As mentioned in our previous point, for the causal variant experiment, we used a larger training dataset to compensate for the performance drop due to switching from full-context to low-latency settings. Specifically, we experimented at two scales: the medium subset of LibriLight, consisting of approximately 5k hours of English speech, and the full LibriLight dataset, comprising around 60k hours. The table below shows how scaling up the training data improves performance, consistent with the scaling behavior often seen in deep learning.

Training HoursUTMOS ↑dWER ↓Sim ↑
5k3.784.9895.7
60k3.874.3896.3

"FocalCodec seems to achieve good performance without relying heavily on complex training strategies. If additional techniques such as semantic distillation were introduced, could the performance be further improved?"

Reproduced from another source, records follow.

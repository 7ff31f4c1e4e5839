//! KYC submission repository.

use std::sync::Arc;

use crate::entities::{
    KycDocument, KycSubmission, kyc_document,
    kyc_submission::{self, SubmissionStatus},
};
use chrono::{DateTime, Utc};
use kyc_common::{AppError, AppResult};
use sea_orm::{
    ColumnTrait, DatabaseConnection, EntityTrait, QueryFilter, QueryOrder, QuerySelect, Select,
    sea_query::Query,
};

/// KYC submission repository for database operations.
#[derive(Clone)]
pub struct KycSubmissionRepository {
    db: Arc<DatabaseConnection>,
}

impl KycSubmissionRepository {
    /// Create a new submission repository.
    #[must_use]
    pub const fn new(db: Arc<DatabaseConnection>) -> Self {
        Self { db }
    }

    /// Find a submission by ID.
    pub async fn find_by_id(&self, id: &str) -> AppResult<Option<kyc_submission::Model>> {
        KycSubmission::find_by_id(id)
            .one(self.db.as_ref())
            .await
            .map_err(|e| AppError::Database(e.to_string()))
    }

    /// Find a submission by ID, returning an error if not found.
    pub async fn get_by_id(&self, id: &str) -> AppResult<kyc_submission::Model> {
        self.find_by_id(id)
            .await?
            .ok_or_else(|| AppError::NotFound(format!("KYC submission {id}")))
    }

    /// Find the user's submission that is still awaiting review.
    pub async fn find_pending_for_user(
        &self,
        user_id: &str,
    ) -> AppResult<Option<kyc_submission::Model>> {
        KycSubmission::find()
            .filter(kyc_submission::Column::UserId.eq(user_id))
            .filter(kyc_submission::Column::Status.eq(SubmissionStatus::Pending))
            .one(self.db.as_ref())
            .await
            .map_err(|e| AppError::Database(e.to_string()))
    }

    /// Find the user's most recent submission.
    pub async fn find_latest_for_user(
        &self,
        user_id: &str,
    ) -> AppResult<Option<kyc_submission::Model>> {
        KycSubmission::find()
            .filter(kyc_submission::Column::UserId.eq(user_id))
            .order_by_desc(kyc_submission::Column::SubmittedAt)
            .order_by_desc(kyc_submission::Column::Id)
            .one(self.db.as_ref())
            .await
            .map_err(|e| AppError::Database(e.to_string()))
    }

    /// List submissions, newest first, optionally filtered by status.
    pub async fn list(
        &self,
        status: Option<SubmissionStatus>,
        limit: u64,
        offset: u64,
    ) -> AppResult<Vec<kyc_submission::Model>> {
        let mut query = KycSubmission::find()
            .order_by_desc(kyc_submission::Column::SubmittedAt)
            .order_by_desc(kyc_submission::Column::Id);

        if let Some(status) = status {
            query = query.filter(kyc_submission::Column::Status.eq(status));
        }

        query
            .offset(offset)
            .limit(limit)
            .all(self.db.as_ref())
            .await
            .map_err(|e| AppError::Database(e.to_string()))
    }

    /// Submissions whose retention has expired and that still own documents.
    ///
    /// Keyset-paginated by id: pass the last id of the previous batch as
    /// `after_id`.
    pub async fn find_purgeable(
        &self,
        now: DateTime<Utc>,
        after_id: Option<&str>,
        limit: u64,
    ) -> AppResult<Vec<kyc_submission::Model>> {
        purgeable_query(now, after_id, limit)
            .all(self.db.as_ref())
            .await
            .map_err(|e| AppError::Database(e.to_string()))
    }
}

fn purgeable_query(
    now: DateTime<Utc>,
    after_id: Option<&str>,
    limit: u64,
) -> Select<KycSubmission> {
    let with_documents = Query::select()
        .column(kyc_document::Column::SubmissionId)
        .from(KycDocument)
        .to_owned();

    let mut query = KycSubmission::find()
        .filter(kyc_submission::Column::PurgeAfter.is_not_null())
        .filter(kyc_submission::Column::PurgeAfter.lte(now))
        .filter(kyc_submission::Column::Id.in_subquery(with_documents));

    if let Some(after_id) = after_id {
        query = query.filter(kyc_submission::Column::Id.gt(after_id));
    }

    query.order_by_asc(kyc_submission::Column::Id).limit(limit)
}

Since FocalCodec relies on a single shared codebook, it is important to be cautious about the type of distillation applied. For example, semantic distillation (as in Mimi) could enhance semantic content but may degrade acoustic detail due to the shared representation space. In contrast, more balanced distillation strategies that combine both semantic and acoustic supervision (such as jointly optimizing ASR and speaker identification objectives) may help improve both aspects without compromising either. That said, as the reviewer rightly noted, one of the key strengths of our approach is its simplicity. A more straightforward and robust path to improved performance may be to retrain WavLM with increased capacity or on a larger and more diverse dataset. This would likely enhance the quality of the representations while preserving the balance between semantic and acoustic information.

"The use of a single codebook can indeed reduce system complexity; however, it typically requires a larger codebook, which may introduce challenges for subsequent joint modeling of text and speech. In this work, a codebook size of 8192 is used, could this size be further reduced?"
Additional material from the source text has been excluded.